Es sind Orte, in denen Kirche nur noch eine Randerscheinung ist. Orte, in denen der Enkel seinen Opa fragt: "Da wohnt der Kaspar, oder?", wenn sie an einer Kirche vorbei gehen. Die DDR hat tiefe Risse hinterlassen. In der Gemeinde von Pastorin Fuhrmann in Sömmerda beträgt der Anteil der Kirchenmitglieder gerade mal zehn Prozent, noch viel weniger als der Schnitt von 24 Prozent, der sonst so in Ostdeutschland besteht. Schlimmer noch sind die Vorurteile, die die Menschen dort hegen.

"Man kann das beklagen, aber das hilft nicht", erklärt Pastorin Fuhrmann. Sie versteht es als ihre Aufgabe, die Menschen wieder an die Kirche heranzuführen, selbst in Dörfern, wo gerade mal vier Menschen in den Weihnachtsgottesdienst kamen, als sie ihren Dienst antrat.

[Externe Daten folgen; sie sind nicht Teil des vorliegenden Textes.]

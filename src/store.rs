//! Process-local session storage.
//!
//! Sessions live until removed; there is no expiry.

use crate::models::{Session, Variant};
use std::collections::HashMap;
use std::sync::Arc;
use tokio::sync::RwLock;
use tracing::warn;
use uuid::Uuid;

#[derive(Clone, Default)]
pub struct SessionStore {
    sessions: Arc<RwLock<HashMap<Uuid, Session>>>,
}

impl SessionStore {
    pub fn new() -> Self {
        Self::default()
    }

    pub async fn insert(&self, session: Session) {
        self.sessions
            .write()
            .await
            .insert(session.session_id, session);
    }

    /// Snapshot of the session; the menu itself stays shared.
    pub async fn get(&self, session_id: &Uuid) -> Option<Session> {
        self.sessions.read().await.get(session_id).cloned()
    }

    pub async fn remove(&self, session_id: &Uuid) -> Option<Session> {
        self.sessions.write().await.remove(session_id)
    }

    pub async fn len(&self) -> usize {
        self.sessions.read().await.len()
    }

    pub async fn is_empty(&self) -> bool {
        self.len().await == 0
    }

    /// Replaces the slot matching `variant.id` when the status move is
    /// forward. Returns whether the write was applied.
    pub async fn update_variant(&self, session_id: &Uuid, variant: Variant) -> bool {
        let mut sessions = self.sessions.write().await;
        let Some(session) = sessions.get_mut(session_id) else {
            warn!("Dropping variant {} update for unknown session {}", variant.id, session_id);
            return false;
        };
        let Some(slot) = session.variants.iter_mut().find(|v| v.id == variant.id) else {
            warn!("Session {} has no variant slot {}", session_id, variant.id);
            return false;
        };

        if !slot.status.can_transition_to(variant.status) {
            warn!(
                "Ignoring variant {} transition {:?} -> {:?} in session {}",
                variant.id, slot.status, variant.status, session_id
            );
            return false;
        }

        *slot = variant;
        true
    }
}
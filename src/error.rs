//! Error handling and custom error types
//!
//! Provides unified error handling across the application using thiserror.

use thiserror::Error;
use uuid::Uuid;

#[derive(Error, Debug)]
pub enum Error {
    #[error("Serialization error: {0}")]
    Serialization(#[from] serde_json::Error),

    #[error("HTTP request error: {0}")]
    Http(#[from] reqwest::Error),

    #[error("AI provider error: {0}")]
    AiProvider(String),

    #[error("Rate limited: {0}")]
    RateLimited(String),

    #[error("Invalid menu response: {0}")]
    InvalidMenu(String),

    #[error("Session not found: {0}")]
    SessionNotFound(Uuid),

    #[error("Configuration error: {0}")]
    Config(String),

    #[error("Generic error: {0}")]
    Generic(String),
}

impl Error {
    /// Whether the remote service asked us to slow down.
    pub fn is_rate_limited(&self) -> bool {
        matches!(self, Error::RateLimited(_))
    }
}

pub type Result<T> = std::result::Result<T, Error>;
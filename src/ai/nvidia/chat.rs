use super::client::NvidiaHttpClient;
use super::types::{ChatCompletionRequest, ChatMessage};
use crate::ai::ChatService;
use crate::{Error, Result};
use async_trait::async_trait;
use std::time::Duration;

const TEMPERATURE: f32 = 0.6;
const TOP_P: f32 = 0.95;
const MAX_TOKENS: u32 = 32768;

pub struct NvidiaChatClient {
    http: NvidiaHttpClient,
    model: String,
}

impl NvidiaChatClient {
    pub fn new(api_key: String, base_url: String, model: String) -> Self {
        Self::new_with_client(api_key, base_url, model, reqwest::Client::new())
    }

    pub fn new_with_client(
        api_key: String,
        base_url: String,
        model: String,
        client: reqwest::Client,
    ) -> Self {
        Self {
            // Reasoning models can think for a long while before answering.
            http: NvidiaHttpClient::new_with_client(
                api_key,
                base_url,
                Duration::from_secs(300),
                client,
            ),
            model,
        }
    }
}

#[async_trait]
impl ChatService for NvidiaChatClient {
    async fn complete(&self, prompt: &str) -> Result<String> {
        let request = ChatCompletionRequest {
            model: self.model.clone(),
            messages: vec![ChatMessage {
                role: "user".to_string(),
                content: Some(prompt.to_string()),
            }],
            temperature: TEMPERATURE,
            top_p: TOP_P,
            max_tokens: MAX_TOKENS,
        };

        let response = self.http.chat_completion(request).await?;

        response
            .choices
            .into_iter()
            .next()
            .and_then(|choice| choice.message.content)
            .ok_or_else(|| Error::AiProvider("No response from NVIDIA chat API".to_string()))
    }

    fn model(&self) -> &str {
        &self.model
    }
}

#[cfg(test)]
mod tests {
    use super::*;
    use wiremock::matchers::{body_string_contains, header, method, path};
    use wiremock::{Mock, MockServer, ResponseTemplate};

    const MODEL: &str = "nvidia/llama-3.3-nemotron-super-49b-v1.5";

    fn make_client(server: &MockServer, api_key: &str) -> NvidiaChatClient {
        NvidiaChatClient::new(api_key.to_string(), server.uri(), MODEL.to_string())
    }

    #[tokio::test]
    async fn test_complete_parses_response() {
        let server = MockServer::start().await;

        Mock::given(method("POST"))
            .and(path("/v1/chat/completions"))
            .and(header("Authorization", "Bearer test-key"))
            .respond_with(ResponseTemplate::new(200).set_body_json(serde_json::json!({
                "choices": [{
                    "message": {
                        "role": "assistant",
                        "content": "<think>burgers</think>{\"restaurantName\": \"Bun Voyage\"}"
                    },
                    "finish_reason": "stop"
                }]
            })))
            .mount(&server)
            .await;

        let client = make_client(&server, "test-key");

        let content = client.complete("a burger joint").await.unwrap();
        assert_eq!(content, "<think>burgers</think>{\"restaurantName\": \"Bun Voyage\"}");
    }

    #[tokio::test]
    async fn test_complete_sends_sampling_parameters() {
        let server = MockServer::start().await;

        Mock::given(method("POST"))
            .and(path("/v1/chat/completions"))
            .and(body_string_contains(format!("\"model\":\"{}\"", MODEL)))
            .and(body_string_contains("\"top_p\":0.95"))
            .and(body_string_contains("\"max_tokens\":32768"))
            .respond_with(ResponseTemplate::new(200).set_body_json(serde_json::json!({
                "choices": [{
                    "message": { "role": "assistant", "content": "{}" },
                    "finish_reason": "stop"
                }]
            })))
            .expect(1)
            .mount(&server)
            .await;

        make_client(&server, "key").complete("tacos").await.unwrap();
    }

    #[tokio::test]
    async fn test_rate_limit_maps_to_rate_limited_error() {
        let server = MockServer::start().await;

        Mock::given(method("POST"))
            .and(path("/v1/chat/completions"))
            .respond_with(ResponseTemplate::new(429).set_body_string("too many requests"))
            .mount(&server)
            .await;

        let err = make_client(&server, "key").complete("tacos").await.unwrap_err();
        assert!(err.is_rate_limited());
    }

    #[tokio::test]
    async fn test_server_error_maps_to_ai_provider_error() {
        let server = MockServer::start().await;

        Mock::given(method("POST"))
            .and(path("/v1/chat/completions"))
            .respond_with(ResponseTemplate::new(500).set_body_string("boom"))
            .mount(&server)
            .await;

        let err = make_client(&server, "key").complete("tacos").await.unwrap_err();
        assert!(matches!(err, Error::AiProvider(_)));
    }

    #[tokio::test]
    async fn test_empty_choices_is_an_error() {
        let server = MockServer::start().await;

        Mock::given(method("POST"))
            .and(path("/v1/chat/completions"))
            .respond_with(
                ResponseTemplate::new(200).set_body_json(serde_json::json!({ "choices": [] })),
            )
            .mount(&server)
            .await;

        let err = make_client(&server, "key").complete("tacos").await.unwrap_err();
        assert!(matches!(err, Error::AiProvider(_)));
    }
}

Auch Konfessionslose dürfen predigen

Auch in Laucha an der Unstrut war Kirche eine Randerscheinung. Aber Pastorin Wegner ließ sich davon nicht beirren. Ihr Ziel: Kirche wieder zu den Menschen bringen. Beide haben dafür unterschiedliche Mittel gefunden, aber beiden ist gemein, dass sie die Konfessionslosen in ihren Gemeinden einbinden, so weit sie können.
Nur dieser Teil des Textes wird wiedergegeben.